The Painting Opens Fri., June 28 at Varsity. Not rated. 78 minutes.

The Painting

Opens Fri., June 28 at Varsity. 
Not rated. 78 minutes.

Suitable for older kids, Jean-Francois Laguionie’s animated French parable of class distinction takes place in a fairy-tale setting of castles, balls, and enchanted forests. There are three social castes: the colorful Alldunns, the Halfies, and the Sketchies, whose names correspond to their state of painterly completion. At the top of the pecking order, the smug Alldunns derive their authority from a divine Painter who’s departed the scene. Relegated to the garden are the imperfect Halfies (kind of like mulattos), while the sad, skeletal Sketchies are banished to the forest like savages. (“They should be tossed in the trash,” sniffs one castle dweller.) Naturally there’s a cross-class romance; there follows an Oz-like quest through the jungle, where giant, sentient Dr. Seuss-like flowers aid our heroes. (The dialogue’s dubbed into English, so the story’s easy to follow.) But where the film turns ingenious is the point our four fugitives reach the end of the known world—a membrane of canvas that divides them from the Painter’s studio.

What ensues is a clever twist on The Purple Rose of Cairo and Buster Keaton’s Sherlock, Jr. The main characters escape from one painting to the next, picking up new friends along the way and providing an art-history survey of early-20th-century styles. Post-Impressionism yields to early Cubism; there are allusions to Picasso and Modigliani; and the film’s flatly crayoned animation style even ventures into CG. (You could readily see the premise being adapted to Pixar.)

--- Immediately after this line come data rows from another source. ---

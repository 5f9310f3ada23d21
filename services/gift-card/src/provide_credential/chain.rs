// Licensed to the Apache Software Foundation (ASF) under one
// or more contributor license agreements.  See the NOTICE file
// distributed with this work for additional information
// regarding copyright ownership.  The ASF licenses this file
// to you under the Apache License, Version 2.0 (the
// "License"); you may not use this file except in compliance
// with the License.  You may obtain a copy of the License at
//
//   http://www.apache.org/licenses/LICENSE-2.0
//
// Unless required by applicable law or agreed to in writing,
// software distributed under the License is distributed on an
// "AS IS" BASIS, WITHOUT WARRANTIES OR CONDITIONS OF ANY
// KIND, either express or implied.  See the License for the
// specific language governing permissions and limitations
// under the License.

use crate::Credential;
use agcod_core::{Context, Error, ProvideCredential, Result};
use async_trait::async_trait;
use log::{debug, warn};
use std::fmt::{self, Debug};

type BoxedProvider = Box<dyn ProvideCredential<Credential = Credential>>;

/// ProvideCredentialChain asks its providers in order and returns the first
/// credential found.
///
/// A failing provider does not stop the chain. Its error is only returned
/// when no later provider yields a credential, so a broken source is never
/// mistaken for an absent one.
#[derive(Default)]
pub struct ProvideCredentialChain {
    providers: Vec<BoxedProvider>,
}

impl ProvideCredentialChain {
    /// Create an empty chain.
    pub fn new() -> Self {
        Self::default()
    }

    /// Append `provider` to the chain.
    pub fn push(mut self, provider: impl ProvideCredential<Credential = Credential>) -> Self {
        self.providers.push(Box::new(provider));
        self
    }

    /// Number of providers in the chain.
    pub fn len(&self) -> usize {
        self.providers.len()
    }

    /// Whether the chain has no provider.
    pub fn is_empty(&self) -> bool {
        self.providers.is_empty()
    }
}

impl FromIterator<BoxedProvider> for ProvideCredentialChain {
    fn from_iter<I: IntoIterator<Item = BoxedProvider>>(iter: I) -> Self {
        Self {
            providers: iter.into_iter().collect(),
        }
    }
}

impl Debug for ProvideCredentialChain {
    fn fmt(&self, f: &mut fmt::Formatter<'_>) -> fmt::Result {
        f.debug_list().entries(&self.providers).finish()
    }
}

#[async_trait]
impl ProvideCredential for ProvideCredentialChain {
    type Credential = Credential;

    async fn provide_credential(&self, ctx: &Context) -> Result<Option<Credential>> {
        let mut first_err: Option<Error> = None;

        for provider in &self.providers {
            match provider.provide_credential(ctx).await {
                Ok(Some(cred)) => {
                    debug!("credential loaded by {provider:?}");
                    return Ok(Some(cred));
                }
                Ok(None) => debug!("{provider:?} has no credential"),
                Err(err) => {
                    warn!("{provider:?} failed to load credential: {err}");
                    first_err.get_or_insert(err);
                }
            }
        }

        match first_err {
            Some(err) => Err(err),
            None => Ok(None),
        }
    }
}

Still, The Painting ultimately runs thin on ideas, and the allegory’s a little too heavy for adult viewers. Must Ramo’s nose be so hugely Semitic? Must Lola be so conspicuously African-featured? The Sketchies become all-purpose signifiers for the oppressed: like Jews during the Holocaust, Bosnians during the ’90s, or starving immigrants seeking refuge in Fortress Europe today. The fairy tale becomes a bit too freighted, and some of the charm is lost. However, the French do love a good revolution, and when the Alldunns’ chromatic fascism is finally toppled, it’s not bombs but daubs of paint that create a fair new multihued society.